■ **WHAT YOU WILL DO**
Among the records that follow, set down only the lines from the one containing "Returns the adapter" to the one containing "let mut descriptors", both included, exactly.

===== RECORDS PROVIDED =====

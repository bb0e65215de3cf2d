//! Identifier routing across registry adapters.

use crate::federation::{
    domain::{AgentIdentifier, CanonicalRecord, IdentifierError, RegistryDescriptor, RegistryId},
    ports::{AdapterError, RegistryAdapter},
};
use std::collections::HashMap;
use std::sync::Arc;
use thiserror::Error;
use tracing::debug;

/// Errors returned by [`Router`].
#[derive(Debug, Clone, Error, PartialEq, Eq)]
pub enum RouterError {
    /// The identifier names a registry that is not configured.
    #[error("unknown registry: {0}")]
    UnknownRegistry(String),

    /// The identifier could not be parsed.
    #[error(transparent)]
    InvalidIdentifier(IdentifierError),

    /// Two adapters were registered under the same identifier.
    #[error("registry {0} is already registered")]
    DuplicateRegistry(RegistryId),

    /// The selected adapter failed; passed through unchanged.
    #[error(transparent)]
    Adapter(#[from] AdapterError),
}

/// Dispatches agent identifiers to registry adapters.
///
/// The adapter map is fixed at construction; lookups only read it.
#[derive(Clone)]
pub struct Router {
    local: RegistryId,
    adapters: Vec<Arc<dyn RegistryAdapter>>,
    index: HashMap<RegistryId, usize>,
}

impl std::fmt::Debug for Router {
    fn fmt(&self, f: &mut std::fmt::Formatter<'_>) -> std::fmt::Result {
        f.debug_struct("Router")
            .field("local", &self.local)
            .field(
                "registries",
                &self
                    .adapters
                    .iter()
                    .map(|adapter| adapter.registry_id())
                    .collect::<Vec<_>>(),
            )
            .finish()
    }
}

impl Router {
    /// Creates a router whose unqualified identifiers go to `local`.
    #[must_use]
    pub fn new(local: Arc<dyn RegistryAdapter>) -> Self {
        let local_id = local.registry_id().clone();
        let mut index = HashMap::new();
        index.insert(local_id.clone(), 0);
        Self {
            local: local_id,
            adapters: vec![local],
            index,
        }
    }

    /// Registers an additional adapter.
    ///
    /// # Errors
    ///
    /// Returns [`RouterError::DuplicateRegistry`] when an adapter with the
    /// same registry identifier is already registered.
    pub fn with_adapter(mut self, adapter: Arc<dyn RegistryAdapter>) -> Result<Self, RouterError> {
        let registry_id = adapter.registry_id().clone();
        if self.index.contains_key(&registry_id) {
            return Err(RouterError::DuplicateRegistry(registry_id));
        }
        self.index.insert(registry_id, self.adapters.len());
        self.adapters.push(adapter);
        Ok(self)
    }

    /// Returns the registry that serves unqualified identifiers.
    #[must_use]
    pub const fn local_registry(&self) -> &RegistryId {
        &self.local
    }

    /// Returns the adapter registered under `registry_id`.
    #[must_use]
    pub fn adapter(&self, registry_id: &RegistryId) -> Option<&Arc<dyn RegistryAdapter>> {
        self.index
            .get(registry_id)
            .and_then(|&position| self.adapters.get(position))
    }

    /// Resolves an identifier to a canonical record.
    ///
    /// # Errors
    ///
    /// Returns [`RouterError::InvalidIdentifier`] for blank identifiers or
    /// names, [`RouterError::UnknownRegistry`] for malformed or unregistered
    /// prefixes, and [`RouterError::Adapter`] when the adapter fails.
    pub async fn resolve(&self, identifier: &str) -> Result<CanonicalRecord, RouterError> {
        let parsed = AgentIdentifier::parse(identifier).map_err(|err| match err {
            IdentifierError::MalformedPrefix(value) => RouterError::UnknownRegistry(value),
            other => RouterError::InvalidIdentifier(other),
        })?;
        let adapter = self.select(&parsed)?;

        debug!(
            identifier,
            registry = %adapter.registry_id(),
            agent = parsed.name(),
            "routing agent lookup"
        );

        Ok(adapter.lookup(parsed.name()).await?)
    }

    fn select(&self, identifier: &AgentIdentifier) -> Result<&Arc<dyn RegistryAdapter>, RouterError> {
        let registry_id = match identifier {
            AgentIdentifier::Local(_) => self.local.clone(),
            AgentIdentifier::Qualified { registry, .. } => RegistryId::new(registry.as_str())
                .map_err(|_| RouterError::UnknownRegistry(registry.clone()))?,
        };
        self.adapter(&registry_id)
            .ok_or_else(|| RouterError::UnknownRegistry(String::from(&registry_id)))
    }

    /// Returns one descriptor per adapter, in registration order.
    #[must_use]
    pub fn list_registries(&self) -> Vec<RegistryDescriptor> {
        self.adapters
            .iter()
            .map(|adapter| adapter.get_registry_info())
            .collect()
    }

    /// Runs a health check on every adapter, in registration order.
    pub async fn refresh_health(&self) -> Vec<RegistryDescriptor> {
        let mut descriptors = Vec::with_capacity(self.adapters.len());
        for adapter in &self.adapters {
            descriptors.push(adapter.check_health().await);
        }
        descriptors
    }
}
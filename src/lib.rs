//! Switchboard: cross-registry agent resolution and schema translation.
//!
//! This crate resolves agent identifiers across a local registry and any
//! number of external registries, translates records between the local
//! canonical shape and the OASF shape, and maps free-form capability
//! strings onto a shared skill taxonomy.
//!
//! # Architecture
//!
//! Switchboard follows hexagonal architecture principles:
//!
//! - **Domain**: Pure business logic with no infrastructure dependencies
//! - **Ports**: Abstract trait interfaces for registries and storage
//! - **Adapters**: Concrete implementations of ports (local store, remote
//!   registries, schema directories)
//!
//! # Modules
//!
//! - [`taxonomy`]: Skill taxonomy loading and capability mapping
//! - [`federation`]: Registry adapters, schema translation, and routing
//! - [`validation`]: Batch-path record validation and import
//! - [`config`]: Layered configuration
//! - [`logging`]: Tracing subscriber setup
//! - [`switchboard`]: Composition root

pub mod config;
pub mod federation;
pub mod logging;
pub mod switchboard;
pub mod taxonomy;
pub mod validation;

pub use switchboard::{ImportError, RegistryClients, Switchboard, SwitchboardError};
//! OASF-style external agent records.

use serde::{Deserialize, Serialize};
use serde_json::Value;

/// Extension name of the OASF MCP runtime feature.
pub const MCP_EXTENSION_NAME: &str = "schema.oasf.agntcy.org/features/runtime/mcp";

/// Extension version written on export.
pub const MCP_EXTENSION_VERSION: &str = "v1.0.0";

/// An agent descriptor in the OASF shape.
///
/// Owned by the external registry; translation only reads it.
#[derive(Debug, Clone, Default, PartialEq, Serialize, Deserialize)]
#[serde(default)]
pub struct ExternalRecord {
    /// Agent name.
    pub name: String,
    /// Agent version.
    pub version: String,
    /// Free-text description.
    pub description: String,
    /// OASF schema version the record was written against.
    pub schema_version: String,
    /// Declared skills.
    pub skills: Vec<ExternalSkill>,
    /// Record authors.
    pub authors: Vec<String>,
    /// Creation timestamp as published by the registry.
    pub created_at: String,
    /// Where the agent can be fetched or reached.
    pub locators: Vec<Locator>,
    /// Feature extensions.
    pub extensions: Vec<Extension>,
}

/// A skill entry; `name` is a `/`-delimited taxonomy path.
#[derive(Debug, Clone, Default, PartialEq, Eq, Serialize, Deserialize)]
#[serde(default)]
pub struct ExternalSkill {
    /// Skill class identifier.
    pub id: u64,
    /// Hierarchical skill name, e.g. `images_computer_vision/image_segmentation`.
    pub name: String,
}

impl ExternalSkill {
    /// Returns the final path segment of the skill name.
    #[must_use]
    pub fn leaf_name(&self) -> &str {
        self.name.rsplit('/').next().unwrap_or_default().trim()
    }
}

/// A typed URL.
#[derive(Debug, Clone, Default, PartialEq, Eq, Serialize, Deserialize)]
#[serde(default)]
pub struct Locator {
    /// Locator type, e.g. `source_code` or `docker-image`.
    #[serde(rename = "type")]
    pub kind: String,
    /// Target URL.
    pub url: String,
}

impl Locator {
    /// Creates a locator.
    #[must_use]
    pub fn new(kind: impl Into<String>, url: impl Into<String>) -> Self {
        Self {
            kind: kind.into(),
            url: url.into(),
        }
    }
}

/// A named, versioned extension payload.
#[derive(Debug, Clone, Default, PartialEq, Serialize, Deserialize)]
#[serde(default)]
pub struct Extension {
    /// Extension schema name.
    pub name: String,
    /// Extension version.
    pub version: String,
    /// Free-form payload.
    pub data: Value,
}

impl Extension {
    /// Returns `true` for the MCP runtime extension.
    #[must_use]
    pub fn is_mcp_runtime(&self) -> bool {
        self.name == MCP_EXTENSION_NAME || self.name.ends_with("/runtime/mcp")
    }
}
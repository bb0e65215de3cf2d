//! Layered configuration for the switchboard.
//!
//! Precedence, lowest first: built-in defaults, an optional TOML file, then
//! `SWITCHBOARD__*` environment variables with `__` separating nested keys
//! (e.g. `SWITCHBOARD__TAXONOMY__SCHEMA_DIR`).

use crate::federation::services::{DEFAULT_AGENT_LOCATOR_TYPES, DEFAULT_API_LOCATOR_TYPES};
use crate::logging::LoggingConfig;
use crate::validation::DEFAULT_SUPPORTED_SCHEMA_VERSIONS;
use camino::{Utf8Path, Utf8PathBuf};
use config::{Config, ConfigError, Environment, File, FileFormat};
use serde::{Deserialize, Serialize};

/// Environment variable prefix.
pub const ENV_PREFIX: &str = "SWITCHBOARD";

/// Registry identifier of the local store when none is configured.
pub const DEFAULT_LOCAL_REGISTRY_ID: &str = "nanda";

/// Remote call timeout in milliseconds when none is configured.
pub const DEFAULT_TIMEOUT_MS: u64 = 10_000;

/// Top-level configuration.
#[derive(Debug, Clone, Default, PartialEq, Eq, Serialize, Deserialize)]
#[serde(default)]
pub struct SwitchboardConfig {
    /// The local registry.
    pub local: LocalRegistryConfig,
    /// External registries, in registration order.
    pub registries: Vec<RemoteRegistryConfig>,
    /// Skill taxonomy source.
    pub taxonomy: TaxonomyConfig,
    /// Batch validation settings.
    pub validation: ValidationConfig,
    /// Logging settings.
    pub logging: LoggingConfig,
}

/// The local registry served from the agent store.
#[derive(Debug, Clone, PartialEq, Eq, Serialize, Deserialize)]
pub struct LocalRegistryConfig {
    /// Registry identifier; unqualified identifiers route here.
    #[serde(default = "default_local_registry_id")]
    pub registry_id: String,
    /// Whether local lookups are served.
    #[serde(default = "default_true")]
    pub enabled: bool,
}

impl Default for LocalRegistryConfig {
    fn default() -> Self {
        Self {
            registry_id: default_local_registry_id(),
            enabled: default_true(),
        }
    }
}

/// One external registry.
#[derive(Debug, Clone, PartialEq, Eq, Serialize, Deserialize)]
pub struct RemoteRegistryConfig {
    /// Registry identifier used in `@<registry_id>:<name>`.
    pub registry_id: String,
    /// Whether lookups are delegated; disabled registries are still listed.
    #[serde(default = "default_true")]
    pub enabled: bool,
    /// Endpoint address reported in the registry descriptor.
    #[serde(default)]
    pub endpoint: Option<String>,
    /// Per-call timeout in milliseconds.
    #[serde(default = "default_timeout_ms")]
    pub timeout_ms: u64,
    /// Locator types filling `agent_url`, in priority order.
    #[serde(default = "default_agent_locator_types")]
    pub agent_locator_types: Vec<String>,
    /// Locator types filling `api_url`, in priority order.
    #[serde(default = "default_api_locator_types")]
    pub api_locator_types: Vec<String>,
}

impl RemoteRegistryConfig {
    /// Creates an enabled registry entry with default settings.
    #[must_use]
    pub fn new(registry_id: impl Into<String>) -> Self {
        Self {
            registry_id: registry_id.into(),
            enabled: default_true(),
            endpoint: None,
            timeout_ms: default_timeout_ms(),
            agent_locator_types: default_agent_locator_types(),
            api_locator_types: default_api_locator_types(),
        }
    }
}

/// Skill taxonomy source.
#[derive(Debug, Clone, Default, PartialEq, Eq, Serialize, Deserialize)]
#[serde(default)]
pub struct TaxonomyConfig {
    /// OASF schema directory; mapping is disabled when unset.
    pub schema_dir: Option<Utf8PathBuf>,
}

/// Batch validation settings.
#[derive(Debug, Clone, PartialEq, Eq, Serialize, Deserialize)]
pub struct ValidationConfig {
    /// Accepted OASF schema versions.
    #[serde(default = "default_supported_schema_versions")]
    pub supported_schema_versions: Vec<String>,
}

impl Default for ValidationConfig {
    fn default() -> Self {
        Self {
            supported_schema_versions: default_supported_schema_versions(),
        }
    }
}

fn default_true() -> bool {
    true
}

fn default_local_registry_id() -> String {
    DEFAULT_LOCAL_REGISTRY_ID.to_owned()
}

fn default_timeout_ms() -> u64 {
    DEFAULT_TIMEOUT_MS
}

fn to_owned_list(values: &[&str]) -> Vec<String> {
    values.iter().map(|value| (*value).to_owned()).collect()
}

fn default_agent_locator_types() -> Vec<String> {
    to_owned_list(DEFAULT_AGENT_LOCATOR_TYPES)
}

fn default_api_locator_types() -> Vec<String> {
    to_owned_list(DEFAULT_API_LOCATOR_TYPES)
}

fn default_supported_schema_versions() -> Vec<String> {
    to_owned_list(DEFAULT_SUPPORTED_SCHEMA_VERSIONS)
}

/// Configuration loader facade.
#[derive(Debug, Clone, Copy, Default)]
pub struct ConfigLoader;

impl ConfigLoader {
    /// Loads configuration from an optional TOML file and the environment.
    ///
    /// # Errors
    ///
    /// Returns [`ConfigError`] when the file is missing or malformed, or
    /// when a value has the wrong type.
    pub fn load(path: Option<&Utf8Path>) -> Result<SwitchboardConfig, ConfigError> {
        let mut builder = Config::builder();
        if let Some(file) = path {
            builder = builder.add_source(
                File::from(file.as_std_path())
                    .format(FileFormat::Toml)
                    .required(true),
            );
        }
        builder
            .add_source(environment())
            .build()?
            .try_deserialize()
    }

    /// Loads configuration from TOML text and the environment.
    ///
    /// # Errors
    ///
    /// Returns [`ConfigError`] when the text is malformed or a value has
    /// the wrong type.
    pub fn load_from_str(toml: &str) -> Result<SwitchboardConfig, ConfigError> {
        Config::builder()
            .add_source(File::from_str(toml, FileFormat::Toml))
            .add_source(environment())
            .build()?
            .try_deserialize()
    }
}

fn environment() -> Environment {
    Environment::with_prefix(ENV_PREFIX)
        .separator("__")
        .try_parsing(true)
        .list_separator(",")
        .with_list_parse_key("validation.supported_schema_versions")
}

=====

■ **EXPECTED ANSWER**
    /// Returns the adapter registered under `registry_id`.
    #[must_use]
    pub fn adapter(&self, registry_id: &RegistryId) -> Option<&Arc<dyn RegistryAdapter>> {
        self.index
            .get(registry_id)
            .and_then(|&position| self.adapters.get(position))
    }

    /// Resolves an identifier to a canonical record.
    ///
    /// # Errors
    ///
    /// Returns [`RouterError::InvalidIdentifier`] for blank identifiers or
    /// names, [`RouterError::UnknownRegistry`] for malformed or unregistered
    /// prefixes, and [`RouterError::Adapter`] when the adapter fails.
    pub async fn resolve(&self, identifier: &str) -> Result<CanonicalRecord, RouterError> {
        let parsed = AgentIdentifier::parse(identifier).map_err(|err| match err {
            IdentifierError::MalformedPrefix(value) => RouterError::UnknownRegistry(value),
            other => RouterError::InvalidIdentifier(other),
        })?;
        let adapter = self.select(&parsed)?;

        debug!(
            identifier,
            registry = %adapter.registry_id(),
            agent = parsed.name(),
            "routing agent lookup"
        );

        Ok(adapter.lookup(parsed.name()).await?)
    }

    fn select(&self, identifier: &AgentIdentifier) -> Result<&Arc<dyn RegistryAdapter>, RouterError> {
        let registry_id = match identifier {
            AgentIdentifier::Local(_) => self.local.clone(),
            AgentIdentifier::Qualified { registry, .. } => RegistryId::new(registry.as_str())
                .map_err(|_| RouterError::UnknownRegistry(registry.clone()))?,
        };
        self.adapter(&registry_id)
            .ok_or_else(|| RouterError::UnknownRegistry(String::from(&registry_id)))
    }

    /// Returns one descriptor per adapter, in registration order.
    #[must_use]
    pub fn list_registries(&self) -> Vec<RegistryDescriptor> {
        self.adapters
            .iter()
            .map(|adapter| adapter.get_registry_info())
            .collect()
    }

    /// Runs a health check on every adapter, in registration order.
    pub async fn refresh_health(&self) -> Vec<RegistryDescriptor> {
        let mut descriptors = Vec::with_capacity(self.adapters.len());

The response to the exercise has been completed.